- **Task goal**:
Filter the listing below, keeping only the lines with the word "ChainlogConfig".
** Opening Data section block **
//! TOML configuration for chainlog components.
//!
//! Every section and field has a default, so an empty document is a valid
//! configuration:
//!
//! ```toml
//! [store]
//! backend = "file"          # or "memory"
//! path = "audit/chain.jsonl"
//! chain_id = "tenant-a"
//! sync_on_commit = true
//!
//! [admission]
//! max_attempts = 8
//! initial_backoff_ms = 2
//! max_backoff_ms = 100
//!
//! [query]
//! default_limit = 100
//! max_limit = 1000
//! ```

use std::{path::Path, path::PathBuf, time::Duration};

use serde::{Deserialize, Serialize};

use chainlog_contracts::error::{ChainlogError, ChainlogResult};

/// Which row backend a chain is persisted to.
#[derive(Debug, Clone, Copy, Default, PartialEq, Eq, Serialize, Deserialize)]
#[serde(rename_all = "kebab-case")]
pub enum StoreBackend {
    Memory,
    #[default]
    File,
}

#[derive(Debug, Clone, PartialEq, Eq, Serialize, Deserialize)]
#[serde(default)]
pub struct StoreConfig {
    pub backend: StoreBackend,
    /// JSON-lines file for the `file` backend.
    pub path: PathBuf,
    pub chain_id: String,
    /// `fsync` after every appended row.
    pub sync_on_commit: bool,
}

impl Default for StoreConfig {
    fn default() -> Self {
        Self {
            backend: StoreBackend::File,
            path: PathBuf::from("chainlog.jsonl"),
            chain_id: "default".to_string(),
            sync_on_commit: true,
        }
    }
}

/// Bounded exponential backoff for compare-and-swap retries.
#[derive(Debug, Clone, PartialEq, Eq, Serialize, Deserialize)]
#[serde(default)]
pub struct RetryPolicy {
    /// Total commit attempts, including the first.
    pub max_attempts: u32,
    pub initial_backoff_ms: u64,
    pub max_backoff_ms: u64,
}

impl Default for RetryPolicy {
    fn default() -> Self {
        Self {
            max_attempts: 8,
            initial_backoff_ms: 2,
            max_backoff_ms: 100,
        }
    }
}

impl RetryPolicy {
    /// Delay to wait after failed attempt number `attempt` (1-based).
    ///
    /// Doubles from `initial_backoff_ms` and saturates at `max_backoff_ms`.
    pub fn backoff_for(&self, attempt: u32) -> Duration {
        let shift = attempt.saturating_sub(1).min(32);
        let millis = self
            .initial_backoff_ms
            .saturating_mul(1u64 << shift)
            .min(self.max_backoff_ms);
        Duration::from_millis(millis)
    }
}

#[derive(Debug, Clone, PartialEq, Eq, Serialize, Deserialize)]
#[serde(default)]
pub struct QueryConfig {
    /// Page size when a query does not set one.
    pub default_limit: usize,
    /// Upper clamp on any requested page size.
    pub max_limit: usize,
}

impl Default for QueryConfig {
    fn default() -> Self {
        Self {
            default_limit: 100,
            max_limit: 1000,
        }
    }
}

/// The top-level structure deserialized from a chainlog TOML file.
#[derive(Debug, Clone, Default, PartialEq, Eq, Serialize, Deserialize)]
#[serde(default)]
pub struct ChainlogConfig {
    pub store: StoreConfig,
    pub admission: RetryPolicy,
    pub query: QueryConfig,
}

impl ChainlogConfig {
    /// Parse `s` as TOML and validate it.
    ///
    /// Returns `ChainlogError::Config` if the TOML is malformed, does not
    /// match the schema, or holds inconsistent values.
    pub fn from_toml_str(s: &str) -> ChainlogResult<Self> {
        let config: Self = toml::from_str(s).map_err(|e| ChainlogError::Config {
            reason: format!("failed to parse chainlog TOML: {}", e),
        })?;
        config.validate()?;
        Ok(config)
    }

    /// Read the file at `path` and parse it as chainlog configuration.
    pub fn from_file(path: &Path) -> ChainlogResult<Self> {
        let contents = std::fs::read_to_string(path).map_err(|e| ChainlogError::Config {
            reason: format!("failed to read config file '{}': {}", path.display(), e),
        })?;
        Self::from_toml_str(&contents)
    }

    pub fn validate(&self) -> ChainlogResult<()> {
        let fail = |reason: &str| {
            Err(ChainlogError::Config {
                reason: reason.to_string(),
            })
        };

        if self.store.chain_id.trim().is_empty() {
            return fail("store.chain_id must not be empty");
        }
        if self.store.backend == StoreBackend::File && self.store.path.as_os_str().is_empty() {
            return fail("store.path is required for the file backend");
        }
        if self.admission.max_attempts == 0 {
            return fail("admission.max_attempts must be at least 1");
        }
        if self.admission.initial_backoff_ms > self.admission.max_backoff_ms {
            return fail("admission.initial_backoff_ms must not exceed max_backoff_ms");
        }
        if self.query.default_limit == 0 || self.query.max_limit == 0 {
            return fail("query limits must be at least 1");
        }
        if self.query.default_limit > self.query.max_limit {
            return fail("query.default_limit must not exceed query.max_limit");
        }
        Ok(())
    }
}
** Closing Data section block **
- **Answer section**:
pub struct ChainlogConfig {
impl ChainlogConfig {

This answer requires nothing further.